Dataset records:
-----

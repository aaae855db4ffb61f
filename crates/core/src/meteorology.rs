//! Derived meteorological quantities
//!
//! Leaf computations that turn one observation into the thermodynamic state
//! shared by all three stability regimes. Nothing here iterates.
//!
//! # Formulas
//!
//! ```text
//! θ     = T × (1000 / P)^0.286                       potential temperature
//! e_s   = 0.6108 × exp(17.27 Tc / (Tc + 237.3))      Tetens, kPa
//! q     = 0.62 e / (P/10 − 0.38 e)                    specific humidity
//! ρ     = (P/10 × 1000) / (T × 286.9 × (1 + 0.61 q))  air density
//! ν     = (4.94e-8 Tc + 1.7185e-5) / ρ                kinematic viscosity
//! T_v   = T × (1 + 0.61 q)                            virtual temperature
//! ```
//!
//! P is station pressure in millibars throughout.
//!
//! # Scientific References
//!
//! - Tetens, O. (1930). "Über einige meteorologische Begriffe."
//!   Z. Geophys. 6:297-309.
//! - Montgomery, R.B. (1947). "Viscosity and thermal conductivity of air and
//!   diffusivity of water vapor in air." J. Meteorol. 4:193-196.
//! - Verburg, P. and Antenucci, J.P. (2010). "Persistent unstable atmospheric
//!   boundary layer enhances sensible and latent heat loss in a tropical
//!   great lake: Lake Tanganyika." J. Geophys. Res. 115:D11109.

use crate::core_types::units::{Celsius, Kelvin, Kilopascals, Millibars};
use crate::core_types::Observation;
use serde::{Deserialize, Serialize};

/// Poisson exponent R/c_p for dry air
const POISSON_EXPONENT: f64 = 0.286;

/// Gas constant of dry air as used by the density formula (J/kg·K)
const DRY_AIR_GAS_CONSTANT: f64 = 286.9;

/// Potential temperature referenced to 1000 mb
pub fn potential_temperature(temperature: Kelvin, pressure: Millibars) -> Kelvin {
    Kelvin::new(*temperature * (*Millibars::REFERENCE / *pressure).powf(POISSON_EXPONENT))
}

/// Saturation vapor pressure over water (Tetens formula)
///
/// A pure exponential, defined for every finite temperature.
pub fn saturation_vapor_pressure(temperature: Celsius) -> Kilopascals {
    let tc = *temperature;
    Kilopascals::new(0.6108 * ((17.27 * tc) / (tc + 237.3)).exp())
}

/// Actual vapor pressure from relative humidity (percent, 0-100)
pub fn vapor_pressure(temperature: Celsius, relative_humidity: f64) -> Kilopascals {
    Kilopascals::new((relative_humidity / 100.0) * *saturation_vapor_pressure(temperature))
}

/// Specific humidity (kg/kg) from vapor pressure
pub fn specific_humidity(vapor_pressure: Kilopascals, pressure: Millibars) -> f64 {
    let e = *vapor_pressure;
    0.62 * e / (*pressure.to_kilopascals() - 0.38 * e)
}

/// Moist air density (kg/m³)
pub fn air_density(temperature: Kelvin, pressure: Millibars, specific_humidity: f64) -> f64 {
    (*pressure.to_kilopascals() * 1000.0)
        / (*temperature * DRY_AIR_GAS_CONSTANT * (1.0 + 0.61 * specific_humidity))
}

/// Kinematic viscosity of air (m²/s)
///
/// Linear fit of dynamic viscosity in air temperature, divided by density.
pub fn kinematic_viscosity(temperature: Celsius, density: f64) -> f64 {
    (4.94e-8 * *temperature + 1.7185e-5) / density
}

/// Virtual temperature
pub fn virtual_temperature(temperature: Kelvin, specific_humidity: f64) -> Kelvin {
    Kelvin::new(*temperature * (1.0 + 0.61 * specific_humidity))
}

/// Thermodynamic state computed once per observation
///
/// Pure function of the observation; feeds unchanged into every regime
/// iteration and into the final evaporation formula.
#[derive(Debug, Clone, Copy, PartialEq, Serialize, Deserialize)]
pub struct DerivedQuantities {
    /// Air potential temperature at sensor height
    pub air_potential_temperature: Kelvin,
    /// Water-surface (skin) potential temperature
    pub skin_potential_temperature: Kelvin,
    /// Atmospheric vapor pressure at sensor height
    pub air_vapor_pressure: Kilopascals,
    /// Saturated vapor pressure at the water surface
    pub saturation_vapor_pressure: Kilopascals,
    /// Atmospheric specific humidity (kg/kg)
    pub air_specific_humidity: f64,
    /// Saturated specific humidity at the water surface (kg/kg)
    pub saturation_specific_humidity: f64,
    /// Vapor pressure deficit `e_sat(skin) - e_air` (kPa)
    pub vapor_pressure_deficit: f64,
    /// Air density (kg/m³)
    pub air_density: f64,
    /// Kinematic viscosity of air (m²/s)
    pub kinematic_viscosity: f64,
    /// Virtual temperature of the air
    pub virtual_temperature: Kelvin,
}

impl DerivedQuantities {
    /// Compute the derived state of a validated observation
    pub fn from_observation(observation: &Observation) -> Self {
        let pressure = Millibars::new(observation.pressure);
        let air_c = Celsius::new(observation.air_temperature);
        let skin_c = Celsius::new(observation.skin_temperature);
        let air_k = air_c.to_kelvin();
        let skin_k = skin_c.to_kelvin();

        let air_vapor_pressure = vapor_pressure(air_c, observation.relative_humidity);
        let surface_vapor_pressure = saturation_vapor_pressure(skin_c);
        let air_specific_humidity = specific_humidity(air_vapor_pressure, pressure);
        let saturation_specific_humidity = specific_humidity(surface_vapor_pressure, pressure);

        let density = air_density(air_k, pressure, air_specific_humidity);

        Self {
            air_potential_temperature: potential_temperature(air_k, pressure),
            skin_potential_temperature: potential_temperature(skin_k, pressure),
            air_vapor_pressure,
            saturation_vapor_pressure: surface_vapor_pressure,
            air_specific_humidity,
            saturation_specific_humidity,
            vapor_pressure_deficit: surface_vapor_pressure - air_vapor_pressure,
            air_density: density,
            kinematic_viscosity: kinematic_viscosity(air_c, density),
            virtual_temperature: virtual_temperature(air_k, air_specific_humidity),
        }
    }

    /// Air minus skin potential temperature (K)
    pub fn potential_temperature_difference(&self) -> f64 {
        self.air_potential_temperature - self.skin_potential_temperature
    }

    /// Air minus saturated surface specific humidity (kg/kg)
    ///
    /// Negative when the surface is evaporating.
    pub fn humidity_difference(&self) -> f64 {
        self.air_specific_humidity - self.saturation_specific_humidity
    }
}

-----

> Task to carry out:
Only one stretch of the data above is needed. Restate it word for word, from the line containing "Kelvin, specific_humidity: f64)" through the line containing "temperature at sensor height", both ends included.

> Reply:
pub fn virtual_temperature(temperature: Kelvin, specific_humidity: f64) -> Kelvin {
    Kelvin::new(*temperature * (1.0 + 0.61 * specific_humidity))
}

/// Thermodynamic state computed once per observation
///
/// Pure function of the observation; feeds unchanged into every regime
/// iteration and into the final evaporation formula.
#[derive(Debug, Clone, Copy, PartialEq, Serialize, Deserialize)]
pub struct DerivedQuantities {
    /// Air potential temperature at sensor height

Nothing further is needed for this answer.